Hinter tränenreichen Abschieden können verschiedene Gründe stecken, wie etwa …
Normaler Trennungsschmerz
Als Elternteil bist du vermutlich eine der Bindungspersonen für dein Kind. Bei dir sieht es seine Grundbedürfnisse befriedigt und findet Nähe, Sicherheit, Geborgenheit und Liebe.
Bis zum 15. bis 18. Lebensmonat erlebt es sich sogar noch als Einheit mit dir und der anderen Bindungsperson. Erst danach erkennt es allmählich, dass es ein eigenständiges Wesen mit individuellen Bedürfnissen, Wünschen und Meinungen ist.

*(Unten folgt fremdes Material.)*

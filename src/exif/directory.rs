//! Image File Directory (IFD) decoding for Exif blocks
//!
//! Only the first directory (IFD0) is decoded. Orientation always lives
//! there, and following the next-IFD chain would add no information for a
//! renderer.

use std::fmt;

use log::{debug, trace};

use crate::exif::constants::{field_types, header, tags};
use crate::exif::errors::{ExifError, ExifResult};
use crate::exif::header::TiffHeader;
use crate::io::byte_order::ByteOrder;

/// Represents an entry in an Image File Directory (IFD)
///
/// Entries are fixed 12-byte records. `value_offset` holds either the value
/// itself (when it fits in 4 bytes) or the offset of the value.
#[derive(Debug, Clone, PartialEq, Eq)]
pub struct IFDEntry {
    /// TIFF tag identifier
    pub tag: u16,
    /// Field type
    pub field_type: u16,
    /// Number of values
    pub count: u32,
    /// Value or offset to values
    pub value_offset: u32,
}

impl IFDEntry {
    /// Returns a human-readable description of this entry
    pub fn description(&self) -> String {
        format!(
            "Tag: {:#06x} ({}), Type: {} ({}), Count: {}, Value/Offset: {}",
            self.tag,
            tags::name(self.tag),
            self.field_type,
            field_types::name(self.field_type),
            self.count,
            self.value_offset
        )
    }
}

impl fmt::Display for IFDEntry {
    fn fmt(&self, f: &mut fmt::Formatter<'_>) -> fmt::Result {
        write!(f, "{}", self.description())
    }
}

/// IFD0 of an Exif TIFF block, borrowed from the segment payload
pub struct ExifDirectory<'a> {
    data: &'a [u8],
    header: TiffHeader,
    offset: usize,
    entry_count: u16,
}

impl<'a> ExifDirectory<'a> {
    /// Parses the TIFF header and locates IFD0
    ///
    /// # Arguments
    /// * `data` - The TIFF block, starting at the byte order marker
    ///
    /// # Returns
    /// The directory, or an error if the header or IFD offset is invalid
    pub fn parse(data: &'a [u8]) -> ExifResult<Self> {
        let header = TiffHeader::parse(data)?;

        let offset = header.first_ifd_offset as usize;
        let fits = offset
            .checked_add(header::ENTRY_COUNT_SIZE)
            .is_some_and(|end| end <= data.len());
        if !fits {
            return Err(ExifError::InvalidIfdOffset {
                offset: header.first_ifd_offset,
                len: data.len(),
            });
        }

        let entry_count = header.handler().read_u16(data, offset)?;
        debug!("IFD0 at offset {} declares {} entries", offset, entry_count);

        Ok(ExifDirectory {
            data,
            header,
            offset,
            entry_count,
        })
    }

    /// Byte order of the underlying TIFF block
    pub fn byte_order(&self) -> ByteOrder {
        self.header.byte_order
    }

    /// Offset of IFD0 inside the TIFF block
    pub fn offset(&self) -> usize {
        self.offset
    }

    /// Number of entries the directory claims to hold
    pub fn entry_count(&self) -> u16 {
        self.entry_count
    }

    /// Start offsets of the entries that lie entirely inside the block
    ///
    /// A directory that claims more entries than the block can hold is cut
    /// short at the last complete entry.
    fn entry_offsets(&self) -> impl Iterator<Item = usize> + '_ {
        let first = self.offset + header::ENTRY_COUNT_SIZE;
        (0..self.entry_count as usize)
            .map(move |i| first + i * header::ENTRY_SIZE)
            .take_while(move |&start| {
                let complete = start + header::ENTRY_SIZE <= self.data.len();
                if !complete {
                    debug!("IFD0 truncated at entry offset {}", start);
                }
                complete
            })
    }

    /// Finds a tag and reads the first two bytes of its value as a SHORT
    ///
    /// # Returns
    /// `Ok(Some(value))` for the first matching entry, `Ok(None)` when no
    /// complete entry carries the tag
    pub fn find_short(&self, tag: u16) -> ExifResult<Option<u16>> {
        let handler = self.header.handler();

        for start in self.entry_offsets() {
            let entry_tag = handler.read_u16(self.data, start)?;
            trace!("IFD0 entry at {}: tag {:#06x}", start, entry_tag);

            if entry_tag == tag {
                let value = handler.read_u16(self.data, start + header::ENTRY_VALUE_OFFSET)?;
                debug!("Found tag {:#06x} ({}) with value {}", tag, tags::name(tag), value);
                return Ok(Some(value));
            }
        }

        debug!("Tag {:#06x} ({}) not found in IFD0", tag, tags::name(tag));
        Ok(None)
    }

    /// Decodes every complete entry of the directory
    pub fn entries(&self) -> ExifResult<Vec<IFDEntry>> {
        let handler = self.header.handler();

        self.entry_offsets()
            .map(|start| {
                Ok(IFDEntry {
                    tag: handler.read_u16(self.data, start)?,
                    field_type: handler.read_u16(self.data, start + 2)?,
                    count: handler.read_u32(self.data, start + 4)?,
                    value_offset: handler.read_u32(self.data, start + header::ENTRY_VALUE_OFFSET)?,
                })
            })
            .collect()
    }
}

/// Reads the raw orientation value from a TIFF block
///
/// # Arguments
/// * `tiff_data` - Exif payload with the 6-byte signature already removed
///
/// # Returns
/// The stored 16-bit value, or `None` if IFD0 has no orientation entry
pub fn read_orientation_tag(tiff_data: &[u8]) -> ExifResult<Option<u16>> {
    ExifDirectory::parse(tiff_data)?.find_short(tags::ORIENTATION)
}
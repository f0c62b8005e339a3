//! Tests for the orientation reader and metadata report

extern crate std;

use std::io::Cursor;

use crate::exif::errors::ExifError;
use crate::exif::orientation::Orientation;
use crate::exif::reader::OrientationReader;
use crate::exif::tests::test_utils::{
    create_exif_segment, create_jpeg, create_orientation_block, create_segment, create_tiff_block,
};
use crate::io::byte_order::ByteOrder;

#[test]
fn test_read_each_orientation() {
    let reader = OrientationReader::new();
    for value in 1..=8u16 {
        let mut jpeg = create_jpeg(&[create_exif_segment(&create_orientation_block(ByteOrder::BigEndian, value))]);
        let orientation = reader.read(&mut jpeg).unwrap();
        std::assert_eq!(orientation.to_exif(), value);
    }
}

#[test]
fn test_missing_tag_reads_as_normal() {
    let reader = OrientationReader::new();
    let mut jpeg = create_jpeg(&[create_exif_segment(&create_tiff_block(ByteOrder::LittleEndian, &[(0x0110, 3, 1, 6)]))]);
    std::assert_eq!(reader.read(&mut jpeg).unwrap(), Orientation::Normal);
}

#[test]
fn test_out_of_range_value_reads_as_normal() {
    let reader = OrientationReader::new();
    let mut jpeg = create_jpeg(&[create_exif_segment(&create_orientation_block(ByteOrder::LittleEndian, 9))]);
    std::assert_eq!(reader.read(&mut jpeg).unwrap(), Orientation::Normal);
}

#[test]
fn test_parse_errors_propagate_from_read() {
    let reader = OrientationReader::new();
    let mut cursor = Cursor::new(b"GIF89a".to_vec());
    let error = reader.read(&mut cursor).unwrap_err();

    std::assert!(std::matches!(error, ExifError::NotAJpeg));
    std::assert!(error.is_recoverable());
}

#[test]
fn test_missing_file_is_fatal() {
    let mut reader = OrientationReader::new();
    let error = reader.load_or_default("/nonexistent/glyphcast/missing.jpg").unwrap_err();

    std::assert!(std::matches!(error, ExifError::FileOpen(_)));
    std::assert!(!error.is_recoverable());
    std::assert_eq!(reader.current_file(), Some("/nonexistent/glyphcast/missing.jpg"));
}

#[test]
fn test_inspect_reports_segments_and_entries() {
    let reader = OrientationReader::new();
    let jfif = create_segment(0xE0, b"JFIF\0");
    let exif = create_exif_segment(&create_tiff_block(
        ByteOrder::BigEndian,
        &[(0x010F, 2, 6, 0), (0x0112, 3, 1, 6)],
    ));
    let mut jpeg = create_jpeg(&[jfif, exif]);

    let report = reader.inspect(&mut jpeg);

    std::assert_eq!(report.segments.len(), 2);
    std::assert_eq!(report.byte_order, Some(ByteOrder::BigEndian));
    std::assert_eq!(report.entries.len(), 2);
    std::assert_eq!(report.orientation, Some(Orientation::Rotate90));
    std::assert!(report.errors.is_empty());

    let text = report.to_string();
    std::assert!(text.contains("APP1"));
    std::assert!(text.contains("Big Endian (MM)"));
    std::assert!(text.contains("Orientation: 6"));
}

#[test]
fn test_inspect_keeps_segments_found_before_error() {
    let reader = OrientationReader::new();
    let mut jpeg = create_jpeg(&[create_segment(0xE0, b"JFIF\0")]);
    jpeg.get_mut().extend_from_slice(&[0x00, 0x00]);

    let report = reader.inspect(&mut jpeg);

    std::assert_eq!(report.segments.len(), 1);
    std::assert_eq!(report.errors.len(), 1);
    std::assert!(report.byte_order.is_none());
    std::assert!(report.to_string().contains("Exif: not present"));
}

#[test]
fn test_inspect_records_bad_exif_block() {
    let reader = OrientationReader::new();
    let mut block = create_orientation_block(ByteOrder::LittleEndian, 6);
    block[2] = 0;
    let mut jpeg = create_jpeg(&[create_exif_segment(&block)]);

    let report = reader.inspect(&mut jpeg);

    std::assert_eq!(report.segments.len(), 1);
    std::assert_eq!(report.orientation, None);
    std::assert_eq!(report.errors.len(), 1);
    std::assert!(report.errors[0].contains("Invalid TIFF header"));
}

#[test]
fn test_orientation_codes_round_trip() {
    for value in 1..=8u16 {
        let orientation = Orientation::from_exif(value).unwrap();
        std::assert_eq!(orientation.to_exif(), value);
    }
    std::assert_eq!(Orientation::from_exif(0), None);
    std::assert_eq!(Orientation::from_exif(9), None);
    std::assert_eq!(Orientation::default(), Orientation::Normal);
}

#[test]
fn test_orientation_properties() {
    std::assert!(Orientation::Rotate90.swaps_dimensions());
    std::assert!(Orientation::Transverse.swaps_dimensions());
    std::assert!(!Orientation::Rotate180.swaps_dimensions());
    std::assert!(Orientation::FlipVertical.is_mirrored());
    std::assert!(!Orientation::Rotate270.is_mirrored());
}
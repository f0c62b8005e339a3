//! Byte order handling for embedded TIFF directories
//!
//! This module implements the Strategy pattern for handling different
//! byte orders (little-endian vs big-endian) when reading integers out of
//! an in-memory TIFF block. Every read is bounds-checked against the slice
//! it is reading from.

use byteorder::{BigEndian, ByteOrder as _, LittleEndian};

use crate::exif::constants::header;
use crate::exif::errors::{ExifError, ExifResult};

/// Represents the byte order of a TIFF block
#[derive(Debug, Clone, Copy, PartialEq, Eq)]
pub enum ByteOrder {
    /// Little-endian byte order (II)
    LittleEndian,
    /// Big-endian byte order (MM)
    BigEndian,
}

impl ByteOrder {
    /// Detects the byte order from the first two bytes of a TIFF header
    pub fn detect(data: &[u8]) -> ExifResult<Self> {
        let marker = field(data, 0, 2)?;
        match [marker[0], marker[1]] {
            header::LITTLE_ENDIAN_MARKER => Ok(ByteOrder::LittleEndian),
            header::BIG_ENDIAN_MARKER => Ok(ByteOrder::BigEndian),
            _ => Err(ExifError::InvalidByteOrder(BigEndian::read_u16(marker))),
        }
    }

    /// Returns a string representation of this byte order
    pub fn name(&self) -> &'static str {
        match self {
            ByteOrder::LittleEndian => "Little Endian (II)",
            ByteOrder::BigEndian => "Big Endian (MM)",
        }
    }

    /// Creates the appropriate handler for this byte order
    pub fn create_handler(&self) -> Box<dyn ByteOrderHandler> {
        match self {
            ByteOrder::LittleEndian => Box::new(LittleEndianHandler),
            ByteOrder::BigEndian => Box::new(BigEndianHandler),
        }
    }
}

/// Trait for byte order handling strategies
///
/// Offsets are absolute positions inside `data`. A read that would run past
/// the end of the slice returns [`ExifError::OutOfBounds`].
pub trait ByteOrderHandler: Send + Sync {
    /// Read a u16 value at `offset`
    fn read_u16(&self, data: &[u8], offset: usize) -> ExifResult<u16>;

    /// Read a u32 value at `offset`
    fn read_u32(&self, data: &[u8], offset: usize) -> ExifResult<u32>;

    /// The byte order this handler decodes
    fn byte_order(&self) -> ByteOrder;
}

/// Little-endian byte order handler
pub struct LittleEndianHandler;

impl ByteOrderHandler for LittleEndianHandler {
    fn read_u16(&self, data: &[u8], offset: usize) -> ExifResult<u16> {
        Ok(LittleEndian::read_u16(field(data, offset, 2)?))
    }

    fn read_u32(&self, data: &[u8], offset: usize) -> ExifResult<u32> {
        Ok(LittleEndian::read_u32(field(data, offset, 4)?))
    }

    fn byte_order(&self) -> ByteOrder {
        ByteOrder::LittleEndian
    }
}

/// Big-endian byte order handler
pub struct BigEndianHandler;

impl ByteOrderHandler for BigEndianHandler {
    fn read_u16(&self, data: &[u8], offset: usize) -> ExifResult<u16> {
        Ok(BigEndian::read_u16(field(data, offset, 2)?))
    }

    fn read_u32(&self, data: &[u8], offset: usize) -> ExifResult<u32> {
        Ok(BigEndian::read_u32(field(data, offset, 4)?))
    }

    fn byte_order(&self) -> ByteOrder {
        ByteOrder::BigEndian
    }
}

/// Borrows `width` bytes at `offset`, or reports where the read would overrun
fn field(data: &[u8], offset: usize, width: usize) -> ExifResult<&[u8]> {
    offset
        .checked_add(width)
        .and_then(|end| data.get(offset..end))
        .ok_or(ExifError::OutOfBounds {
            offset,
            width,
            len: data.len(),
        })
}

Insofern ist ein gelegentlicher Trennungsschmerz am Morgen im Kleinkindalter völlig entwicklungs- und altersentsprechend.
Die Tages- und Phasenstimmung
Vermutlich hast auch du mal Tage, an denen du einfach nur die Decke über den Kopf ziehen möchtest. Es sind gerade diese Zeiten, in denen deine Herzensmenschen besonders wichtig für dich sind, oder?
Wie jeder Mensch hat auch dein Kind unterschiedliche Stimmungen und Phasen. Das wiederum verstärkt womöglich sein inneres Bedürfnis nach Sicherheit, Stabilität und Geborgenheit.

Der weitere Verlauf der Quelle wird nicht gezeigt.